::: Data records :::
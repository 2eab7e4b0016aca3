use glam::Vec2;

use crate::api::types::{is_placeholder, normalize, Candidate, Category};
use crate::core::session::Session;
use crate::layout::collision;
use crate::layout::config::LayoutConfig;
use crate::layout::node::{EdgeKind, LayoutEdge, LayoutFrame, LayoutNode, NodeRole};
use crate::layout::sector::{ring_len, ring_of, sector_for, slot_of};

/// Remembered placement for a word. Flat storage with linear lookup; word
/// counts stay in the dozens, and insertion order keeps recomputes
/// deterministic.
#[derive(Debug, Clone)]
struct MemoryEntry {
    /// Normalized word key.
    word: String,
    pos: Vec2,
}

/// Metadata for a word that was a live candidate at some point, so it can be
/// re-shown as a historical node without re-querying the word source.
#[derive(Debug, Clone)]
struct HistoryEntry {
    /// Normalized word key.
    word: String,
    /// Word as first surfaced, for display.
    display: String,
    definition: String,
    category: Category,
}

/// Places every word ever surfaced in the session: path nodes along a
/// horizontal progression, live candidates on category sector rings around
/// the current word, and retired candidates at their remembered spots.
///
/// Owns the position-memory and historical tables exclusively; the session
/// has no visibility into geometry. A position, once assigned, is reused on
/// every later recompute unless a collision forces a nudge.
#[derive(Debug, Clone)]
pub struct LayoutEngine {
    config: LayoutConfig,
    positions: Vec<MemoryEntry>,
    history: Vec<HistoryEntry>,
}

impl LayoutEngine {
    pub fn new(config: LayoutConfig) -> Self {
        Self {
            config,
            positions: Vec::new(),
            history: Vec::new(),
        }
    }

    pub fn config(&self) -> &LayoutConfig {
        &self.config
    }

    /// Recompute the full node/edge set for the session's current state.
    /// Not re-entrant; the single-threaded event model runs one pass at a
    /// time.
    pub fn compute(&mut self, session: &Session) -> LayoutFrame {
        let mut nodes: Vec<LayoutNode> = Vec::new();
        let mut placed: Vec<Vec2> = Vec::new();

        // 1. Path placement: remembered position or the default horizontal
        // progression keyed by path index. A revisited word prefers the spot
        // its earlier occurrence holds, so it gets nudged like any other
        // collision; only the first occurrence writes memory, which keeps
        // the nudge reproducible across recomputes.
        let path_keys: Vec<String> = session.path().iter().map(|w| normalize(w)).collect();
        for (index, word) in session.path().iter().enumerate() {
            let key = &path_keys[index];
            let preferred = self.remembered(key).unwrap_or_else(|| {
                Vec2::new(
                    index as f32 * self.config.path_spacing,
                    self.config.path_y,
                )
            });
            let step_anchor = placed.last().copied().unwrap_or(preferred);
            let pos = collision::resolve(preferred, step_anchor, &placed, &self.config);
            if !path_keys[..index].contains(key) {
                self.remember(key, pos);
            }
            placed.push(pos);
            nodes.push(LayoutNode {
                id: LayoutNode::path_id(word, index),
                word: word.clone(),
                role: NodeRole::Path,
                category: None,
                position: pos,
                definition: None,
            });
        }
        let anchor = *placed.last().expect("path is never empty");
        let current_id = nodes.last().expect("path is never empty").id.clone();

        // 2. Candidate placement, grouped into category sectors. Path role
        // wins when a word is both on the path and suggested again; one node
        // per distinct word.
        let mut live: Vec<&Candidate> = Vec::new();
        let mut live_keys: Vec<String> = Vec::new();
        for candidate in session.candidates() {
            let key = normalize(&candidate.word);
            if path_keys.contains(&key) || live_keys.contains(&key) {
                continue;
            }
            live_keys.push(key);
            live.push(candidate);
        }

        for category in [
            Category::Synonym,
            Category::Antonym,
            Category::Related,
            Category::Other,
        ] {
            let group: Vec<&&Candidate> =
                live.iter().filter(|c| c.category == category).collect();
            let total = group.len();
            if total == 0 {
                continue;
            }
            let sector = sector_for(category);
            let capacity = self.config.ring_capacity;
            for (index, candidate) in group.into_iter().enumerate() {
                let key = normalize(&candidate.word);
                let preferred = self.remembered(&key).unwrap_or_else(|| {
                    let ring = ring_of(index, capacity);
                    let angle =
                        sector.slot_angle(slot_of(index, capacity), ring_len(total, ring, capacity));
                    let radius = self.config.base_radius + ring as f32 * self.config.ring_gap;
                    anchor + Vec2::from_angle(angle) * radius
                });
                let pos = collision::resolve(preferred, anchor, &placed, &self.config);
                placed.push(pos);
                if !candidate.is_placeholder() {
                    self.remember(&key, pos);
                    self.record_history(candidate);
                }
                nodes.push(LayoutNode {
                    id: LayoutNode::word_id(&candidate.word),
                    word: candidate.word.clone(),
                    role: NodeRole::LiveCandidate,
                    category: Some(category),
                    position: pos,
                    definition: Some(candidate.definition.clone()),
                });
            }
        }

        // 3. Historical retention: every remembered candidate that is neither
        // on the path nor live comes back at reduced emphasis, re-resolved
        // against everything placed this pass.
        let retired: Vec<HistoryEntry> = self
            .history
            .iter()
            .filter(|h| !path_keys.contains(&h.word) && !live_keys.contains(&h.word))
            .cloned()
            .collect();
        for entry in retired {
            let preferred = self
                .remembered(&entry.word)
                .expect("historical words always have a remembered position");
            let pos = collision::resolve(preferred, anchor, &placed, &self.config);
            placed.push(pos);
            self.remember(&entry.word, pos);
            nodes.push(LayoutNode {
                id: LayoutNode::word_id(&entry.display),
                word: entry.display.clone(),
                role: NodeRole::Historical,
                category: Some(entry.category),
                position: pos,
                definition: Some(entry.definition.clone()),
            });
        }

        // 4. Edges: consecutive path edges (latest one active), current word
        // to each live candidate, current word to each historical node.
        let mut edges: Vec<LayoutEdge> = Vec::new();
        let path_len = session.path().len();
        for i in 0..path_len.saturating_sub(1) {
            let edge = LayoutEdge::new(
                LayoutNode::path_id(&session.path()[i], i),
                LayoutNode::path_id(&session.path()[i + 1], i + 1),
                EdgeKind::Path,
            );
            edges.push(if i + 2 == path_len { edge.active() } else { edge });
        }
        for node in &nodes {
            match node.role {
                NodeRole::LiveCandidate if !is_placeholder(&node.word) => {
                    edges.push(LayoutEdge::new(
                        current_id.clone(),
                        node.id.clone(),
                        EdgeKind::Candidate,
                    ));
                }
                NodeRole::Historical => {
                    edges.push(LayoutEdge::new(
                        current_id.clone(),
                        node.id.clone(),
                        EdgeKind::Historical,
                    ));
                }
                _ => {}
            }
        }

        log::debug!(
            "layout pass: {} nodes, {} edges, {} remembered",
            nodes.len(),
            edges.len(),
            self.positions.len()
        );
        LayoutFrame { nodes, edges }
    }

    fn remembered(&self, key: &str) -> Option<Vec2> {
        self.positions.iter().find(|e| e.word == key).map(|e| e.pos)
    }

    fn remember(&mut self, key: &str, pos: Vec2) {
        if let Some(entry) = self.positions.iter_mut().find(|e| e.word == key) {
            entry.pos = pos;
        } else {
            self.positions.push(MemoryEntry {
                word: key.to_string(),
                pos,
            });
        }
    }

    fn record_history(&mut self, candidate: &Candidate) {
        let key = normalize(&candidate.word);
        if self.history.iter().any(|h| h.word == key) {
            return;
        }
        self.history.push(HistoryEntry {
            word: key,
            display: candidate.word.clone(),
            definition: candidate.definition.clone(),
            category: candidate.category,
        });
    }
}

impl Default for LayoutEngine {
    fn default() -> Self {
        Self::new(LayoutConfig::default())
    }
}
:::
> **What to do**: State how many lines in the entries hold "occurrence", please, with no other words.

> **Result of the task**: 2